ブリテン人にとって、英仏海峡対岸(ヨーロッパ大陸)の戦況は深刻な事態だった。チャーチルは、何年も反ソ連・反社会主義を掲げるヒトラーの大陸での暴虐と増長を許してきた――ソ連への対抗力として利用できると軽く見ていたのだ。そして、事態が深刻になってから打つ手はすべて失敗に帰していた。
そこで、ブリテンから見た戦況を瞥見しておこう。
1939年8月、ドイツはソ連と急遽、不可侵条約を結んでおいて、9月はじめにポーランドに侵攻する。
その直前にブリテンやフランスは、ドイツの脅威に対抗する形でポーランドと軍事同盟を取り結んでいたため、9月3日、ブリテンとフランスはドイツに対して宣戦布告した。ここに第2次世界戦争ヨーロッパ戦線が発生した。

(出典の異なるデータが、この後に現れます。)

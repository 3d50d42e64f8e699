//! Contact form validation.
//!
//! Every rule runs on every attempt; failures aggregate rather than stopping at
//! the first bad field.

use std::sync::OnceLock;

use regex::Regex;

pub const NAME_MIN_CHARS: usize = 2;
pub const MESSAGE_MIN_CHARS: usize = 10;

#[derive(Debug, Clone, Copy, PartialEq, Eq, Hash)]
pub enum Field {
    Name,
    Email,
    Message,
}

impl Field {
    /// Document order; the first failing field in this order gets focus.
    pub fn all() -> &'static [Field] {
        &[Field::Name, Field::Email, Field::Message]
    }

    pub fn label(self) -> &'static str {
        match self {
            Field::Name => "name",
            Field::Email => "email",
            Field::Message => "message",
        }
    }
}

#[derive(Debug, Clone, Copy, PartialEq, Eq)]
pub enum FieldError {
    Required,
    TooShort { min: usize },
    InvalidEmail,
}

impl FieldError {
    pub fn message(self, field: Field) -> String {
        match (self, field) {
            (FieldError::Required, Field::Name) => "Name is required".to_string(),
            (FieldError::Required, Field::Email) => "Email is required".to_string(),
            (FieldError::Required, Field::Message) => "Message is required".to_string(),
            (FieldError::TooShort { min }, Field::Name) => {
                format!("Name must be at least {min} characters")
            }
            (FieldError::TooShort { min }, Field::Email) => {
                format!("Email must be at least {min} characters")
            }
            (FieldError::TooShort { min }, Field::Message) => {
                format!("Message must be at least {min} characters")
            }
            (FieldError::InvalidEmail, _) => "Please enter a valid email address".to_string(),
        }
    }
}

/// Raw field values as read from the page.
#[derive(Debug, Clone, Default, PartialEq, Eq)]
pub struct FormInput {
    pub name: String,
    pub email: String,
    pub message: String,
}

impl FormInput {
    pub fn new(
        name: impl Into<String>,
        email: impl Into<String>,
        message: impl Into<String>,
    ) -> Self {
        Self {
            name: name.into(),
            email: email.into(),
            message: message.into(),
        }
    }

    pub fn value(&self, field: Field) -> &str {
        match field {
            Field::Name => &self.name,
            Field::Email => &self.email,
            Field::Message => &self.message,
        }
    }
}

/// Outcome of one submission attempt.
#[derive(Debug, Clone, Default, PartialEq, Eq)]
pub struct Validation {
    errors: Vec<(Field, FieldError)>,
}

impl Validation {
    pub fn is_valid(&self) -> bool {
        self.errors.is_empty()
    }

    pub fn errors(&self) -> &[(Field, FieldError)] {
        &self.errors
    }

    pub fn error(&self, field: Field) -> Option<FieldError> {
        self.errors
            .iter()
            .find(|(f, _)| *f == field)
            .map(|(_, e)| *e)
    }

    pub fn first_invalid(&self) -> Option<Field> {
        self.errors.first().map(|(f, _)| *f)
    }
}

pub fn validate(input: &FormInput) -> Validation {
    let mut errors = Vec::new();
    for &field in Field::all() {
        if let Some(e) = check_field(field, input.value(field)) {
            errors.push((field, e));
        }
    }
    Validation { errors }
}

pub fn check_field(field: Field, raw: &str) -> Option<FieldError> {
    let value = raw.trim();
    if value.is_empty() {
        return Some(FieldError::Required);
    }
    match field {
        Field::Name => min_chars(value, NAME_MIN_CHARS),
        Field::Message => min_chars(value, MESSAGE_MIN_CHARS),
        Field::Email => (!is_valid_email(value)).then_some(FieldError::InvalidEmail),
    }
}

/// Counts UTF-16 code units, the same unit the live counter displays.
fn min_chars(value: &str, min: usize) -> Option<FieldError> {
    (value.encode_utf16().count() < min).then_some(FieldError::TooShort { min })
}

/// A non-empty local part, `@`, and a domain with at least one dot; no
/// whitespace anywhere and exactly one `@`.
pub fn is_valid_email(value: &str) -> bool {
    static EMAIL: OnceLock<Regex> = OnceLock::new();
    EMAIL
        .get_or_init(|| {
            Regex::new(r"^[^\s@]+@[^\s@]+\.[^\s@]+$").expect("email pattern is a valid regex")
        })
        .is_match(value)
}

しかし、39年9月27日にポーランドの首都ワルシャワが陥落、11月にはダンツィヒ(グダンスク)が攻略された。ドイツ軍はバルト海一帯に支配を拡大し、デンマルク、ノルウェイに侵攻し翌1940年4月には両国をあっという間に占領支配した。
ドイツ軍の攻勢は西部戦線にも拡大して1940年4月~5月にはベルギー、ネーデルラントに侵略して征服した。 この動きに対して、ブリテンではこの年の5月にウィンストン・チャーチルを首班とする臨時連立内閣を組織して、ノルウェイ戦線やベルギー、ネーデルラント戦線に派兵して、ドイツ軍の膨張を抑えようとした。
しかし、防衛線も兵站も構築できない戦場に派兵するのは最悪の愚策でいずれも失敗して、多くの兵員死傷者を出して敗北し、過酷な撤退に追い込まれた。
ブリテン軍にとってとりわけ悲惨だったのは、40年5~6月、ドーヴァー海峡の対岸ダンケルクからの撤収だった。このとき、ブリテン側は、ドイツ軍にすっかり三方を包囲されダンケルク海岸に追い詰められ、全滅の危機に瀕したブリテン兵員をどうやって救出るすかに頭を悩ませていた。